長期保有と権利は現物、期間限定の機動的な取引はCFDという役割分担を、総エクスポージャーから検証します。
現物はコア、CFDは機動枠という分け方
一つの考え方として、長期保有して権利や分配を受けたい資産は現物、期間を限定した方向取引・部分ヘッジ・売り建てはCFDという役割分担があります。ただし、これは推奨比率ではなく、同じ資産を重ねて持つ危険を減らすための管理方法です。

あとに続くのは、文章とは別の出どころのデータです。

//! narrel CLI - Command-line interface
//!
//! Usage:
//!   narrel relations <path> [--reduced]
//!   narrel svos <path>
//!   narrel tokens <path>
//!
//! Input is an annotated document (JSON or CoNLL-U); output is a JSON
//! array on stdout. Logs go to stderr.

use std::io::Write;
use std::path::{Path, PathBuf};

use anyhow::Context;
use clap::{Args, Parser, Subcommand};
use serde::Serialize;

use narrel_core::{load_document, AppConfig, Document, InputFormat, LoggingConfig};
use narrel_extractor::{
    reduce_relations, relation_records, svo_records, token_records, DependencyExtractor,
    RelationExtractor,
};

#[derive(Parser)]
#[command(name = "narrel")]
#[command(about = "Typed relation extraction from dependency-parsed text")]
#[command(version)]
struct Cli {
    /// TOML configuration file
    #[arg(long, global = true)]
    config: Option<PathBuf>,

    /// Pretty-print JSON output
    #[arg(long, global = true)]
    pretty: bool,

    #[command(subcommand)]
    command: Commands,
}

#[derive(Args)]
struct InputArgs {
    /// Annotated document (.json, .conllu)
    path: PathBuf,

    /// Input format, inferred from the extension when omitted
    #[arg(long)]
    format: Option<String>,

    /// Language code for documents that do not declare one
    #[arg(long)]
    lang: Option<String>,
}

#[derive(Subcommand)]
enum Commands {
    /// Extract typed relations
    Relations {
        #[command(flatten)]
        input: InputArgs,

        /// Drop duplicate relations
        #[arg(long)]
        reduced: bool,

        /// Ignore punctuation dependents
        #[arg(long)]
        skip_punct: bool,
    },
    /// Extract subject-verb-object triples
    Svos {
        #[command(flatten)]
        input: InputArgs,
    },
    /// Dump token annotations with classifier flags
    Tokens {
        #[command(flatten)]
        input: InputArgs,
    },
}

fn main() -> anyhow::Result<()> {
    let cli = Cli::parse();

    let config = load_config(cli.config.as_deref())?;
    init_tracing(&config.logging);

    match cli.command {
        Commands::Relations {
            input,
            reduced,
            skip_punct,
        } => {
            let doc = read_input(&input, &config)?;
            let mut extraction = config.extraction.clone();
            extraction.reduce |= reduced;
            extraction.skip_punct |= skip_punct;

            let extractor = DependencyExtractor::with_config(extraction);
            let mut relations = extractor.extract(&doc)?;
            if extractor.config().reduce {
                relations = reduce_relations(&relations);
            }
            write_json(&relation_records(&relations), cli.pretty)?;
        }
        Commands::Svos { input } => {
            let doc = read_input(&input, &config)?;
            let extractor = DependencyExtractor::with_config(config.extraction.clone());
            let relations = extractor.extract(&doc)?;
            write_json(&svo_records(&relations), cli.pretty)?;
        }
        Commands::Tokens { input } => {
            let doc = read_input(&input, &config)?;
            write_json(&token_records(&doc), cli.pretty)?;
        }
    }

    Ok(())
}

/// Config file (if any), then environment overrides
fn load_config(path: Option<&Path>) -> anyhow::Result<AppConfig> {
    let config = match path {
        Some(path) => AppConfig::from_file(path)?,
        None => AppConfig::default(),
    };
    Ok(config.with_env_override()?)
}

fn init_tracing(logging: &LoggingConfig) {
    let filter = tracing_subscriber::EnvFilter::try_from_default_env()
        .unwrap_or_else(|_| tracing_subscriber::EnvFilter::new(&logging.level));

    let builder = tracing_subscriber::fmt()
        .with_env_filter(filter)
        .with_writer(std::io::stderr)
        .with_file(logging.include_location)
        .with_line_number(logging.include_location);

    if logging.json_format {
        builder.json().init();
    } else {
        builder.init();
    }
}

fn read_input(input: &InputArgs, config: &AppConfig) -> anyhow::Result<Document> {
    let format = input
        .format
        .as_deref()
        .map(str::parse::<InputFormat>)
        .transpose()?;
    let lang = input
        .lang
        .as_deref()
        .unwrap_or(&config.extraction.default_language);

    let doc = load_document(&input.path, format, lang)
        .with_context(|| format!("Failed to load {}", input.path.display()))?;

    tracing::info!(
        "Loaded {} ({} sentences, language {})",
        input.path.display(),
        doc.sentences().len(),
        doc.lang()
    );

    Ok(doc)
}

fn write_json<T: Serialize>(value: &T, pretty: bool) -> anyhow::Result<()> {
    let stdout = std::io::stdout();
    let mut out = stdout.lock();
    if pretty {
        serde_json::to_writer_pretty(&mut out, value)?;
    } else {
        serde_json::to_writer(&mut out, value)?;
    }
    writeln!(out)?;
    Ok(())
}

| 目的 | 現物を検討する理由 | CFDを検討する理由 | 失敗しやすい点 |
|---|---|---|---|
| 長期保有 | 所有、配当・分配、議決権等 | 通常は日越え費用の検証が必要 | CFDの調整額を配当そのものと誤認 |
| 短期追加 | 現物の売買でも対応可能 | 証拠金、小口、売り建て等 | 既存現物と同方向に重ね、総額を見失う |
| 下落ヘッジ | 保有を維持できる | 指数CFD等の売りで一部相殺を狙う | 相関、ベータ、通貨、数量がずれる |
| 資金待機 | 現金・現物の範囲で管理 | 少ない証拠金で建てられる | 余剰現金を別用途に使い、追証余力を失う |
現物とCFDを合算して見る
純エクスポージャー = 現物の想定元本 + CFD買い想定元本 − CFD売り想定元本
例えば現物100万円に同じ方向のCFD買い30万円を追加すると、必要証拠金が小さくても総エクスポージャーは概算130万円です。反対に30万円相当のCFD売りは概算70万円まで下落感応度を減らす狙いですが、対象やベータが違えば正確には相殺しません。
部分ヘッジの手順
- 現物の時価を更新する
- CFDの参照指数・銘柄との相関とベータを確認する
- 100%ではなく、必要なヘッジ比率を決める
- 1単位の想定元本から数量を切り下げる
- 逆方向へ動いた場合のCFD損失と証拠金余力を確認する
- 決算、権利落ち、為替、調整額、解除日を記録する
現物株と指数CFDのヘッジ数量では、ベータとヘッジ比率を含めた計算手順を詳しく説明しています。
現物をCFDへ全部置き換える前の確認
- 保有期間中の金利・価格・権利調整額の累計
- 株主・受益者としての権利を失って問題ないか
- 価格配信停止、ロスカット、取扱終了時に保有を続けられないリスク
- 証拠金余力を別用途に使わない運用ルール
- 現物売却とCFD損益の税務区分・損益通算範囲
一次情報:JPX「株主になると」、日本証券業協会「証券CFD取引のリスク」、JPX「ETFの売買制度」(2026年7月15日確認)。
編集方針:一般的な情報提供であり、個別の投資助言ではありません。商品条件は公式書面が優先され、実質的な変更があった場合だけ確認日と本文を更新します。